Now, we reach malloc1 in the modified binary. The changes in this case will be:

1. Replace RAX with malloc_result_model(RDI, malloc_state_update(RDI, allocator_state))
2. Update our state to malloc_state_update(malloc_state_update(RDI, allocator_state)) and add the constraints:

• malloc_state_update(malloc_state_update(RDI, allocator_state)) != malloc_state_update(RDI, allocator_state)
• malloc_state_update(malloc_state_update(RDI, allocator_state)) != allocator_state

Now, we visit malloc2 in the original binary. This is the part where my understanding is starting to get iffy.

• Do we revert back to the original allocator_state?
• How do we guarantee that malloc_state_update(RDI_orig, allocator_state) and malloc_state_update(RDI_mod, allocator_state) return the same new state?

Other questions I have are:

• Would we want to have this spec for a single binary analysis?
• Would this new spec simply replace our current spec, or would we have this as an extra option?
• What happens when we visit a free() in the binary?

[ccasin]

I think the easiest way to explain this is to say we're going to make up a new register, ALO, which holds the allocator state. And ALO is going to get updated at memory management calls just the same way we update RAX to account for their return value.

So, for example, you said:

When WP reachs the malloc2 in the modified binary, two things change:

1. We replace all locations of RAX in the postcondition with malloc_result_model(RDI, allocator_state).
2. We keep track of our new allocator state which is represented as malloc_state_update(RDI, allocator_state) and add the following constraint, malloc_state_update(RDI, allocator_state) != allocator_state.

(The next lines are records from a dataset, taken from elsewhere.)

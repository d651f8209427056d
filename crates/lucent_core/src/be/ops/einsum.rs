use crate::{
    buffer::Buffer,
    complex::Complex128,
    error::{Error, Result},
};
use lucent_cpu::ops::einsum;

/// Dispatches the einsum kernel; all operands must share one dtype.
pub fn einsum(
    sizes: &[usize],
    num_free: usize,
    operand_strides: &[Vec<usize>],
    operands: &[&Buffer],
    out_strides: &[usize],
    out_size: usize,
) -> Result<Buffer> {
    let Some(first) = operands.first() else {
        return Err(Error::InvalidArgument("einsum needs at least one operand".to_string()));
    };

    match first {
        Buffer::F64(_) => {
            let slices = operands.iter().map(|b| b.as_f64_slice()).collect::<Result<Vec<_>>>()?;
            let mut out = vec![0.0; out_size];
            einsum::einsum(sizes, num_free, operand_strides, &slices, out_strides, &mut out);
            Ok(Buffer::F64(out))
        }
        Buffer::C128(_) => {
            let slices = operands.iter().map(|b| b.as_c128_slice()).collect::<Result<Vec<_>>>()?;
            let mut out = vec![Complex128::ZERO; out_size];
            einsum::einsum(sizes, num_free, operand_strides, &slices, out_strides, &mut out);
            Ok(Buffer::C128(out))
        }
    }
}
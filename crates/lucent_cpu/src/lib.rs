pub mod element;
pub mod ops;
pub mod utils;

pub use element::Element;
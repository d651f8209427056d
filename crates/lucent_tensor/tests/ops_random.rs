mod utils;

use lucent_core::{
    dense::{SliceArg, TensordotAxes},
    dtype::DType,
    error::Result,
};
use lucent_tensor::{einsum, Dft2, Tensor};
use utils::{check_gradient, init_logger, random_leaf, seeded};

// operand shape pairs that broadcast against each other
fn broadcast_pairs() -> Vec<(Vec<usize>, Vec<usize>)> {
    vec![(vec![3, 1], vec![1, 4]), (vec![2, 3], vec![3]), (vec![2, 1, 3], vec![4, 1])]
}

fn energy(y: &Tensor) -> Tensor {
    y.abs_square().sum()
}

mod test_functions {
    use super::*;

    pub fn add_test(dtype: DType) -> Result<()> {
        let mut rng = seeded(11);
        for (lhs, rhs) in broadcast_pairs() {
            let x = random_leaf(&mut rng, &lhs, dtype, -1.0, 1.0)?;
            let y = random_leaf(&mut rng, &rhs, dtype, -1.0, 1.0)?;
            let cost = energy(&(&x + &y));
            check_gradient(&x, &cost)?;
            check_gradient(&y, &cost)?;
        }
        Ok(())
    }

    pub fn sub_test(dtype: DType) -> Result<()> {
        let mut rng = seeded(12);
        for (lhs, rhs) in broadcast_pairs() {
            let x = random_leaf(&mut rng, &lhs, dtype, -1.0, 1.0)?;
            let y = random_leaf(&mut rng, &rhs, dtype, -1.0, 1.0)?;
            let cost = energy(&(&y - &x));
            check_gradient(&x, &cost)?;
            check_gradient(&y, &cost)?;
        }
        Ok(())
    }

    pub fn mul_test(dtype: DType) -> Result<()> {
        let mut rng = seeded(13);
        for (lhs, rhs) in broadcast_pairs() {
            let x = random_leaf(&mut rng, &lhs, dtype, -1.0, 1.0)?;
            let y = random_leaf(&mut rng, &rhs, dtype, -1.0, 1.0)?;
            let cost = energy(&(&x * &y));
            check_gradient(&x, &cost)?;
            check_gradient(&y, &cost)?;
        }
        Ok(())
    }

    pub fn pow_test(dtype: DType) -> Result<()> {
        let mut rng = seeded(14);
        for shape in [vec![4], vec![2, 3]] {
            let x = random_leaf(&mut rng, &shape, dtype, 0.5, 1.5)?;
            check_gradient(&x, &energy(&x.pow(2.5)))?;
            check_gradient(&x, &energy(&x.pow(3.0)))?;
        }
        Ok(())
    }

    pub fn exp_test(dtype: DType) -> Result<()> {
        let mut rng = seeded(15);
        for shape in [vec![3], vec![2, 2, 2]] {
            let x = random_leaf(&mut rng, &shape, dtype, -1.0, 1.0)?;
            check_gradient(&x, &energy(&x.exp()))?;
        }
        Ok(())
    }

    pub fn abs_square_test(dtype: DType) -> Result<()> {
        let mut rng = seeded(16);
        for shape in [vec![5], vec![2, 3]] {
            let x = random_leaf(&mut rng, &shape, dtype, -1.0, 1.0)?;
            let w = random_leaf(&mut rng, &shape, DType::F64, 0.5, 2.0)?;
            check_gradient(&x, &(x.abs_square() * w).sum())?;
        }
        Ok(())
    }

    pub fn sum_test(dtype: DType) -> Result<()> {
        let mut rng = seeded(17);
        for shape in [vec![5], vec![2, 3]] {
            let x = random_leaf(&mut rng, &shape, dtype, -1.0, 1.0)?;
            check_gradient(&x, &x.sum().abs_square())?;
        }
        Ok(())
    }

    pub fn slice_test(dtype: DType) -> Result<()> {
        let mut rng = seeded(18);
        let x = random_leaf(&mut rng, &[4, 5], dtype, -1.0, 1.0)?;
        let y = x.slice(&[SliceArg::every(2), SliceArg::range(-4, -1)]);
        assert_eq!(y.shape()?, vec![2, 3]);
        check_gradient(&x, &energy(&(&y * &y)))?;

        let x = random_leaf(&mut rng, &[3, 4, 2], dtype, -1.0, 1.0)?;
        let y = x.slice(&[SliceArg::Index(-1), SliceArg::Full, SliceArg::stop_at(1)]);
        assert_eq!(y.shape()?, vec![4, 1]);
        check_gradient(&x, &energy(&(&y * &y)))
    }

    pub fn einsum_test(dtype: DType) -> Result<()> {
        let mut rng = seeded(19);
        // (3,1) x (1,4): a contraction over a size-1 label
        let x = random_leaf(&mut rng, &[3, 1], dtype, -1.0, 1.0)?;
        let y = random_leaf(&mut rng, &[1, 4], dtype, -1.0, 1.0)?;
        let outer = einsum("ij,jk->ik", &[&x, &y])?;
        assert_eq!(outer.shape()?, vec![3, 4]);
        check_gradient(&x, &energy(&outer))?;
        check_gradient(&y, &energy(&outer))?;

        let a = random_leaf(&mut rng, &[2, 3, 4], dtype, -1.0, 1.0)?;
        let b = random_leaf(&mut rng, &[4, 2], dtype, -1.0, 1.0)?;
        let batched = einsum("bij,jk->bik", &[&a, &b])?;
        check_gradient(&a, &energy(&batched))?;
        check_gradient(&b, &energy(&batched))
    }

    pub fn tensordot_test(dtype: DType) -> Result<()> {
        let mut rng = seeded(20);
        let x = random_leaf(&mut rng, &[2, 3, 4], dtype, -1.0, 1.0)?;
        let c = random_leaf(&mut rng, &[4, 3], dtype, -1.0, 1.0)?;
        let y = x.tensordot(&c, TensordotAxes::Pairs(vec![1, 2], vec![1, 0]));
        check_gradient(&x, &energy(&y))?;
        check_gradient(&c, &energy(&y))?;

        let a = random_leaf(&mut rng, &[3, 2], dtype, -1.0, 1.0)?;
        let b = random_leaf(&mut rng, &[2, 5], dtype, -1.0, 1.0)?;
        let z = a.tensordot(&b, TensordotAxes::Count(1));
        assert_eq!(z.shape()?, vec![3, 5]);
        check_gradient(&a, &energy(&z))?;
        check_gradient(&b, &energy(&z))
    }

    pub fn dft2_test(dtype: DType) -> Result<()> {
        let mut rng = seeded(21);
        let x = random_leaf(&mut rng, &[3, 4], dtype, -1.0, 1.0)?;
        let y = x.dft2(Dft2::new((0.25, 0.3)).with_unitary(true));
        check_gradient(&x, &energy(&y))?;

        // batched frames along a leading axis
        let frames = random_leaf(&mut rng, &[2, 3, 4], dtype, -1.0, 1.0)?;
        let y = frames.dft2(Dft2::new((0.2, 0.15)).with_shape(5, 2).with_shift(0.5, 0.5));
        assert_eq!(y.shape()?, vec![2, 5, 2]);
        let w = random_leaf(&mut rng, &[2, 5, 2], DType::F64, 0.5, 2.0)?;
        check_gradient(&frames, &(y.abs_square() * w).sum())
    }
}

test_ops!([add, sub, mul, pow, exp, abs_square, sum, slice, einsum, tensordot, dft2]);

#[test]
fn expc_gradient_on_random_phases() -> Result<()> {
    init_logger();
    let mut rng = seeded(22);
    for shape in [vec![3], vec![2, 3]] {
        let x = random_leaf(&mut rng, &shape, DType::F64, -3.0, 3.0)?;
        let c = random_leaf(&mut rng, &shape, DType::C128, -1.0, 1.0)?;
        check_gradient(&x, &energy(&(x.expc() * &c + &c)))?;
    }
    Ok(())
}
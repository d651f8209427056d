mod utils;

use lucent_core::{
    dense::{SliceArg, TensordotAxes},
    dtype::DType,
    error::Result,
};
use utils::{assert_values, setup_array};

mod test_functions {
    use super::*;

    pub fn add_test(dtype: DType) -> Result<()> {
        let x = setup_array(vec![1.0, 2.0, 3.0], &[3, 1], dtype)?;
        let y = setup_array(vec![10.0, 20.0], &[2], dtype)?;
        let z = x.add(&y)?;
        assert_eq!(z.dtype(), dtype);
        assert_values(&z, &[11.0, 21.0, 12.0, 22.0, 13.0, 23.0]);
        Ok(())
    }

    pub fn sub_test(dtype: DType) -> Result<()> {
        let x = setup_array(vec![5.0, 7.0], &[2], dtype)?;
        let y = setup_array(vec![1.0], &[], dtype)?;
        assert_values(&x.sub(&y)?, &[4.0, 6.0]);
        Ok(())
    }

    pub fn mul_test(dtype: DType) -> Result<()> {
        let x = setup_array(vec![1.0, 2.0, 3.0, 4.0], &[2, 2], dtype)?;
        assert_values(&x.mul(&x)?, &[1.0, 4.0, 9.0, 16.0]);
        Ok(())
    }

    pub fn div_test(dtype: DType) -> Result<()> {
        let x = setup_array(vec![1.0, 4.0], &[2], dtype)?;
        let y = setup_array(vec![2.0, 8.0], &[2], dtype)?;
        assert_values(&x.div(&y)?, &[0.5, 0.5]);
        Ok(())
    }

    pub fn exp_test(dtype: DType) -> Result<()> {
        let x = setup_array(vec![0.0, 1.0], &[2], dtype)?;
        assert_values(&x.exp(), &[1.0, std::f64::consts::E]);
        Ok(())
    }

    pub fn sum_to_shape_test(dtype: DType) -> Result<()> {
        let x = setup_array((1..=6).map(f64::from).collect(), &[2, 3], dtype)?;
        assert_values(&x.sum_to_shape(&[1, 3])?, &[5.0, 7.0, 9.0]);
        assert_values(&x.sum_to_shape(&[2, 1])?, &[6.0, 15.0]);
        assert_values(&x.sum_all(), &[21.0]);
        Ok(())
    }

    pub fn slice_test(dtype: DType) -> Result<()> {
        let x = setup_array((0..6).map(f64::from).collect(), &[2, 3], dtype)?;
        let s = x.slice(&[SliceArg::Full, SliceArg::start_at(1)])?;
        assert_values(&s, &[1.0, 2.0, 4.0, 5.0]);
        assert_values(&s.embed_slice(x.shape(), &[SliceArg::Full, SliceArg::start_at(1)])?, &[0.0, 1.0, 2.0, 0.0, 4.0, 5.0]);
        Ok(())
    }

    pub fn tensordot_test(dtype: DType) -> Result<()> {
        let a = setup_array(vec![1.0, 2.0, 3.0, 4.0], &[2, 2], dtype)?;
        let b = setup_array(vec![1.0, 1.0], &[2], dtype)?;
        assert_values(&a.tensordot(&b, &TensordotAxes::Count(1))?, &[3.0, 7.0]);
        Ok(())
    }
}

test_ops!([add, sub, mul, div, exp, sum_to_shape, slice, tensordot]);
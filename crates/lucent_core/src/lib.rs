pub mod be;
pub mod buffer;
pub mod complex;
pub mod dense;
pub mod dtype;
pub mod error;
pub mod layout;
pub mod scalar;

This is right, and the way we "keep track of our new allocator state" is to do what you did for RAX: replace all locations of ALO in the postcondition with malloc_state_update(RDI, ALO). I'm not sure we actually need to add the constraint ALO != malloc_state_update(RDI,ALO) - I think I would try it without that first.

So then when we reach malloc1 in the modified binary, we update RAX and ALO again in the same way. I'm a little shaky with what's going on with RDI here, but for some RDI', this will mean we again replace ALO in the postcondition with malloc_state_update(RDI', ALO). And so now if there were any uses of ALO in the original postcondition, these two substitutions combined have turned them into malloc_state_update(RDI, (malloc_state_update(RDI', ALO))

You asked about how we relate the two programs. The idea here is we have init_ALO_orig and init_ALO_mod just like for any other register, and we assume these are equal, and also that init_ALO_orig = ALO_orig0 and init_ALO_mod = ALO_mod0 (or whatever the names end up being).

So, when we look at RAX after malloc1 in the two programs, one will be something like malloc_result_model(RDI_orig0, ALO_orig0) and the other something like malloc_result_model(RDI_mod0, ALO_mod0). But Z3 will be able to work out that these arguments are equal and therefore the results are equal, because of our standard assumptions about registers.

If that doesn't make sense, let's meet up and work through it in more detail - it will help to work some examples out looking at what precondition we're generating with the current model.

To answer your other questions:

• Would we want to have this spec for a single binary analysis?

I think it would work fine single program analysis (though I'm not sure it has many benefits over the current model for that case). Probably we can use it to keep things uniform.

• Would this new spec simply replace our current spec, or would we have this as an extra option?

My instinct is to add it as an option, but I could be talked out of that if it's going to be a real pain to check whether the option is turned on in many places in the code.

• What happens when we visit a free() in the binary?

We should treat free (and basically all libc memory management funtions) the same way. So free will get an extra argument in the model for the allocator state, and we'll have another uninterpreted function free_state_update to model how it changes the state. This model isn't detailed enough to capture the idea that free returns a specific pointer to the allocator state (but we could look into ways to capture some of that detail in the future).